Être de quelque part

 

 

Quelque chose m'a toujours stupéfait, c'est cette capacité qu'ont certaines personnes à être fiers d'être né ici ou ailleurs comme si par un fait mystérieux ils étaient responsables de quoi que ce soit dans l'événement de leur propre naissance. On peut être fier de ce que l'on fait, de ce qu'est devenu quelqu'un qu'on aime, mais fier d'être né quelque part alors là...

Cela s'explique évidement. Tout part, je crois du principe de  dignité. C'est une idée qui se dessine souvent en ombre chinoise : pour avoir le sentiment de sa propre dignité, il faut avoir été bafoué, humilié dans celle-ci, d'où je crois en retour  cette réaction d'orgueil démesurée et un peu narcissique qui consiste à graver cette fierté "d'être" dans le marbre.

Quelque chose m'a toujours frappé aussi, c'est cette capacité qu'on certaines personnes intouchables (dans leur dignité) de par leur naissance ou leur statut à Être, être sans aucun recul, être immédiatement sans jamais se poser le question "qui-suis-je ?"

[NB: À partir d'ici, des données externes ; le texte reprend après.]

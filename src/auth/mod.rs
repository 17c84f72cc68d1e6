//! Authentication settings for outgoing requests.
//!
//! One [`AuthConfig`] is active per workspace. It is persisted under
//! [`AUTH_KEY`] as a loose record and turned into request headers by
//! [`build_auth_headers`] each time a request is built.

pub mod bearer;
pub mod store;

pub use store::AuthStore;

use serde::{Deserialize, Serialize};
use std::collections::HashMap;
use std::fmt;
use thiserror::Error;

/// Settings key holding the persisted auth record.
pub const AUTH_KEY: &str = "apiTester.auth";

/// Header name suggested when configuring API key auth.
pub const DEFAULT_API_KEY_HEADER: &str = "X-API-Key";

/// Number of token characters left visible by [`mask_token`].
const MASK_VISIBLE_CHARS: usize = 10;

/// Errors raised by the validating [`AuthConfig`] constructors.
#[derive(Debug, Clone, PartialEq, Eq, Error)]
pub enum AuthError {
    /// Bearer and API key auth need a token.
    #[error("token must not be empty")]
    EmptyToken,
    /// API key auth needs the header to send the key in.
    #[error("header name must not be empty")]
    EmptyHeaderName,
}

/// Authentication scheme applied to every built request.
#[derive(Debug, Clone, PartialEq, Eq, Default, Serialize, Deserialize)]
#[serde(from = "AuthRecord", into = "AuthRecord")]
pub enum AuthConfig {
    /// No authentication headers.
    #[default]
    None,
    /// `Authorization: Bearer <token>`
    Bearer { token: String },
    /// `<header_name>: <token>`
    ApiKey { token: String, header_name: String },
}

impl AuthConfig {
    /// Bearer auth with a non-empty token.
    pub fn bearer(token: impl Into<String>) -> Result<Self, AuthError> {
        let token = token.into();
        if token.is_empty() {
            return Err(AuthError::EmptyToken);
        }
        Ok(AuthConfig::Bearer { token })
    }

    /// API key auth with a non-empty token and header name.
    pub fn api_key(
        token: impl Into<String>,
        header_name: impl Into<String>,
    ) -> Result<Self, AuthError> {
        let token = token.into();
        let header_name = header_name.into();
        if token.is_empty() {
            return Err(AuthError::EmptyToken);
        }
        if header_name.trim().is_empty() {
            return Err(AuthError::EmptyHeaderName);
        }
        Ok(AuthConfig::ApiKey { token, header_name })
    }

    /// The persisted `type` tag.
    pub fn kind(&self) -> &'static str {
        match self {
            AuthConfig::None => "none",
            AuthConfig::Bearer { .. } => "bearer",
            AuthConfig::ApiKey { .. } => "apiKey",
        }
    }

    /// Whether this is [`AuthConfig::None`].
    pub fn is_none(&self) -> bool {
        matches!(self, AuthConfig::None)
    }

}

impl fmt::Display for AuthConfig {
    fn fmt(&self, f: &mut fmt::Formatter<'_>) -> fmt::Result {
        f.write_str(self.kind())
    }
}

/// Wire form of [`AuthConfig`]: `{ "type", "token"?, "headerName"? }`.
///
/// Persisted values are read leniently. Unknown types read as `none`, and
/// missing fields read as empty strings, which [`build_auth_headers`] then
/// ignores.
#[derive(Debug, Clone, Default, Serialize, Deserialize)]
#[serde(rename_all = "camelCase")]
pub struct AuthRecord {
    #[serde(rename = "type", default)]
    pub kind: String,
    #[serde(default, skip_serializing_if = "Option::is_none")]
    pub token: Option<String>,
    #[serde(default, skip_serializing_if = "Option::is_none")]
    pub header_name: Option<String>,
}

impl From<AuthRecord> for AuthConfig {
    fn from(record: AuthRecord) -> Self {
        let token = record.token.unwrap_or_default();
        match record.kind.as_str() {
            "bearer" => AuthConfig::Bearer { token },
            "apiKey" => AuthConfig::ApiKey {
                token,
                header_name: record.header_name.unwrap_or_default(),
            },
            "none" | "" => AuthConfig::None,
            other => {
                log::warn!("Unknown auth type {:?}, treating as none", other);
                AuthConfig::None
            }
        }
    }
}

impl From<AuthConfig> for AuthRecord {
    fn from(config: AuthConfig) -> Self {
        let kind = config.kind().to_string();
        match config {
            AuthConfig::None => AuthRecord {
                kind,
                ..Default::default()
            },
            AuthConfig::Bearer { token } => AuthRecord {
                kind,
                token: Some(token),
                header_name: None,
            },
            AuthConfig::ApiKey { token, header_name } => AuthRecord {
                kind,
                token: Some(token),
                header_name: Some(header_name),
            },
        }
    }
}

/// Computes the headers an auth setting contributes to a request.
///
/// # Returns
///
/// - `{}` for `None` or an empty token
/// - `{"Authorization": "Bearer <token>"}` for bearer auth
/// - `{<header_name>: <token>}` for API key auth with a non-empty header name
/// - `{}` otherwise
///
/// # Examples
///
/// ```
/// use api_tester::auth::{build_auth_headers, AuthConfig};
///
/// let auth = AuthConfig::bearer("abc").unwrap();
/// let headers = build_auth_headers(&auth);
/// assert_eq!(headers.get("Authorization").map(String::as_str), Some("Bearer abc"));
///
/// assert!(build_auth_headers(&AuthConfig::None).is_empty());
/// ```
pub fn build_auth_headers(auth: &AuthConfig) -> HashMap<String, String> {
    let mut headers = HashMap::new();

    match auth {
        AuthConfig::None => {}
        AuthConfig::Bearer { token } if !token.is_empty() => {
            headers.insert("Authorization".to_string(), bearer::bearer_token(token));
        }
        AuthConfig::ApiKey { token, header_name }
            if !token.is_empty() && !header_name.is_empty() =>
        {
            headers.insert(header_name.clone(), token.clone());
        }
        _ => {}
    }

    headers
}

/// Shortens a token to its first ten characters followed by `...`.
pub fn mask_token(token: &str) -> String {
    let visible: String = token.chars().take(MASK_VISIBLE_CHARS).collect();
    format!("{}...", visible)
}

/// The "show current config" text, with the token masked.
pub fn describe(auth: &AuthConfig) -> String {
    match auth {
        AuthConfig::None => "No authentication configured".to_string(),
        AuthConfig::Bearer { token } => {
            format!("Type: bearer\nToken: {}", masked_or_none(token))
        }
        AuthConfig::ApiKey { token, header_name } => {
            let mut text = format!("Type: apiKey\nToken: {}", masked_or_none(token));
            if !header_name.is_empty() {
                text.push_str(&format!("\nHeader: {}", header_name));
            }
            text
        }
    }
}

fn masked_or_none(token: &str) -> String {
    if token.is_empty() {
        "none".to_string()
    } else {
        mask_token(token)
    }
}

Je n'ai pas honte de ma naissance, je n'ai pas honte de mes origines, de mon accent, je n'ai pas honte de ce que je suis devenu, et c'est ma dignité inaliénable d'homme qui a réfléchi sur lui-même, mais je ne suis pas fier non plus de tout ceci. Je suis fier quand je vois mon neveu sur une scène de théâtre, je suis fier des combats syndicaux des ma compagne, je suis fier des talents remarquables de certains de mes amis, mais je ne suis pas fier d'être ce que je suis. Ce que je suis est le résultat d'un itinéraire familial, mais aussi et surtout de mes actes et je pourrais être fier de certains d'entre-eux, seulement certains, et seulement de mes actes.

 

"les imbéciles heureux qui sont nés quelque part " Brassens

http://www.dailymotion.com/video/xgfiz9_brassens-la-ballade-des-gens-qui-sont-nes-quelque-part_music

 

Faut-il que les hommes aient été bafoués, méprisés, humiliés pour qu'ils soient fiers d'être Niçois, Belges, Ougandais, Martiens, plombiers zingueurs, montreurs d'ours, femmes à barbes, hommes-troncs ?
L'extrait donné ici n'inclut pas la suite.